▶ **Problem details**:
Where "commanded" appears in a line of the entries below, that line should be copied.

▶ **Input data**:
//! Inbound commands to the dispatcher.
//!
//! A [`Command`] is produced once by the decoder task from a completed
//! frame and consumed once by the [`Dispatcher`](super::dispatcher::Dispatcher).

use heapless::String;

/// Integer identifying a logical sensor or actuator endpoint.
pub type NodeId = i32;

pub const TEMPERATURE_NODE_ID: NodeId = 128;
pub const LIGHT_NODE_ID: NodeId = 129;
pub const RELAY_NODE_ID: NodeId = 80;

/// Longest `data` payload a command may carry (bytes).
pub const PAYLOAD_CAPACITY: usize = 31;

/// Longest `command` mnemonic accepted on the wire (bytes).
pub const MNEMONIC_CAPACITY: usize = 63;

pub type Payload = String<PAYLOAD_CAPACITY>;

/// What the outside world asked the node to do.
#[derive(Debug, Clone, Copy, PartialEq, Eq)]
pub enum CommandKind {
    /// `ENA`: start a sensor loop or arm the relay.
    Enable,
    /// `DIS`: stop a sensor loop or disarm the relay.
    Disable,
    /// `ACT`: set the relay level (`"0"` / `"1"`).
    Activate,
    /// `STA`: report the commanded relay level.
    Status,
    /// `DUR`: set a sensor's sampling interval in seconds.
    SetDuration,
}

impl CommandKind {
    pub const ALL: [Self; 5] = [
        Self::Enable,
        Self::Disable,
        Self::Activate,
        Self::Status,
        Self::SetDuration,
    ];

    /// Three-letter wire mnemonic.
    pub const fn mnemonic(self) -> &'static str {
        match self {
            Self::Enable => "ENA",
            Self::Disable => "DIS",
            Self::Activate => "ACT",
            Self::Status => "STA",
            Self::SetDuration => "DUR",
        }
    }

    pub fn from_mnemonic(s: &str) -> Option<Self> {
        Self::ALL.into_iter().find(|k| k.mnemonic() == s)
    }
}

/// One decoded command.
#[derive(Debug, Clone, PartialEq, Eq)]
pub struct Command {
    pub kind: CommandKind,
    pub node_id: NodeId,
    pub payload: Payload,
}

impl Command {
    /// Build a command, truncating the payload at a char boundary if it
    /// exceeds [`PAYLOAD_CAPACITY`].
    pub fn new(kind: CommandKind, node_id: NodeId, payload: &str) -> Self {
        let mut end = payload.len().min(PAYLOAD_CAPACITY);
        while !payload.is_char_boundary(end) {
            end -= 1;
        }
        let mut p = Payload::new();
        // Cannot fail: `end` is within capacity.
        let _ = p.push_str(&payload[..end]);
        Self {
            kind,
            node_id,
            payload: p,
        }
    }
}

/// The three logical devices the node exposes.
#[derive(Debug, Clone, Copy, PartialEq, Eq, Hash)]
pub enum Device {
    Temperature,
    Light,
    Relay,
}

impl Device {
    pub const ALL: [Self; 3] = [Self::Temperature, Self::Light, Self::Relay];

    pub fn from_node_id(id: NodeId) -> Option<Self> {
        match id {
            TEMPERATURE_NODE_ID => Some(Self::Temperature),
            LIGHT_NODE_ID => Some(Self::Light),
            RELAY_NODE_ID => Some(Self::Relay),
            _ => None,
        }
    }

    pub const fn node_id(self) -> NodeId {
        match self {
            Self::Temperature => TEMPERATURE_NODE_ID,
            Self::Light => LIGHT_NODE_ID,
            Self::Relay => RELAY_NODE_ID,
        }
    }

    pub const fn is_sensor(self) -> bool {
        !matches!(self, Self::Relay)
    }
}
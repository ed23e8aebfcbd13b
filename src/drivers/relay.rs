//! Relay driver (open-drain, active LOW).
//!
//! The relay module energises its coil when its input is pulled low, so
//! `commanded = true` drives the pin [`PinState::Low`]. A released pin is
//! parked high, which leaves the relay off.
//!
//! Policy lives in [`RelayCell`](crate::app::relay::RelayCell); this type
//! only owns the pin and maps a boolean onto a level. Every call is made
//! under the relay gate, and `apply` refuses a released pin.

use embedded_hal::digital::PinState;

use crate::app::ports::DigitalOutputPort;
use crate::error::HalError;

/// Level that turns the relay coil on.
const ACTIVE: PinState = PinState::Low;
/// Level that leaves the relay off.
const IDLE: PinState = PinState::High;

pub struct RelayOutput<D> {
    port: D,
    configured: bool,
    energised: bool,
}

impl<D: DigitalOutputPort> RelayOutput<D> {
    pub fn new(port: D) -> Self {
        Self {
            port,
            configured: false,
            energised: false,
        }
    }

    /// Configure the pin and park it with the relay off.
    pub fn claim(&mut self) -> Result<(), HalError> {
        self.port.init(IDLE)?;
        self.configured = true;
        self.energised = false;
        Ok(())
    }

    /// Return the pin to its unconfigured state.
    pub fn release(&mut self) {
        if self.configured {
            self.port.deinit();
        }
        self.configured = false;
        self.energised = false;
    }

    /// Drive the relay to `on`.
    pub fn apply(&mut self, on: bool) -> Result<(), HalError> {
        if !self.configured {
            return Err(HalError::GpioWriteFailed);
        }
        self.port.write(if on { ACTIVE } else { IDLE })?;
        self.energised = on;
        Ok(())
    }

    /// Last level successfully written.
    pub fn is_energised(&self) -> bool {
        self.energised
    }

    pub fn port(&self) -> &D {
        &self.port
    }
}
//! JSON envelope codec.
//!
//! Inbound: `{"command":"ENA","nodeID":128,"data":""}` → [`Command`].
//! Outbound: [`Report`] → `{"nodeType":"NS","nodeID":128,"data":"DONE"}`.
//!
//! All three inbound fields are required. A frame missing one is rejected
//! as a whole; nothing is carried over from an earlier frame.

use heapless::String;
use serde::{Deserialize, Serialize};
use serde_json::error::Category;

use crate::app::commands::{Command, CommandKind, MNEMONIC_CAPACITY, NodeId, Payload};
use crate::app::events::Report;
use crate::error::{DecodeError, Error};

/// Field layout shared by both directions of the inbound envelope.
#[derive(Serialize, Deserialize)]
struct WireCommand {
    command: String<MNEMONIC_CAPACITY>,
    #[serde(rename = "nodeID")]
    node_id: NodeId,
    data: Payload,
}

/// Decode one complete frame into a command.
pub fn decode_command(frame: &[u8]) -> Result<Command, DecodeError> {
    let wire: WireCommand = serde_json::from_slice(frame).map_err(|e| match e.classify() {
        Category::Data => DecodeError::InvalidField,
        Category::Io | Category::Syntax | Category::Eof => DecodeError::Malformed,
    })?;

    let kind = CommandKind::from_mnemonic(&wire.command).ok_or(DecodeError::UnknownCommand)?;
    Ok(Command {
        kind,
        node_id: wire.node_id,
        payload: wire.data,
    })
}

/// Encode a command in its wire form (used by host tools and tests).
pub fn encode_command(cmd: &Command) -> Result<Vec<u8>, Error> {
    let mut command = String::new();
    command
        .push_str(cmd.kind.mnemonic())
        .map_err(|()| Error::Encode)?;
    let wire = WireCommand {
        command,
        node_id: cmd.node_id,
        data: cmd.payload.clone(),
    };
    serde_json::to_vec(&wire).map_err(|_| Error::Encode)
}

/// Encode an outbound report as compact JSON.
pub fn encode_report(report: &Report) -> Result<Vec<u8>, Error> {
    serde_json::to_vec(report).map_err(|_| Error::Encode)
}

▶ **Exercise solution**:
    /// `STA`: report the commanded relay level.
//! `commanded = true` drives the pin [`PinState::Low`]. A released pin is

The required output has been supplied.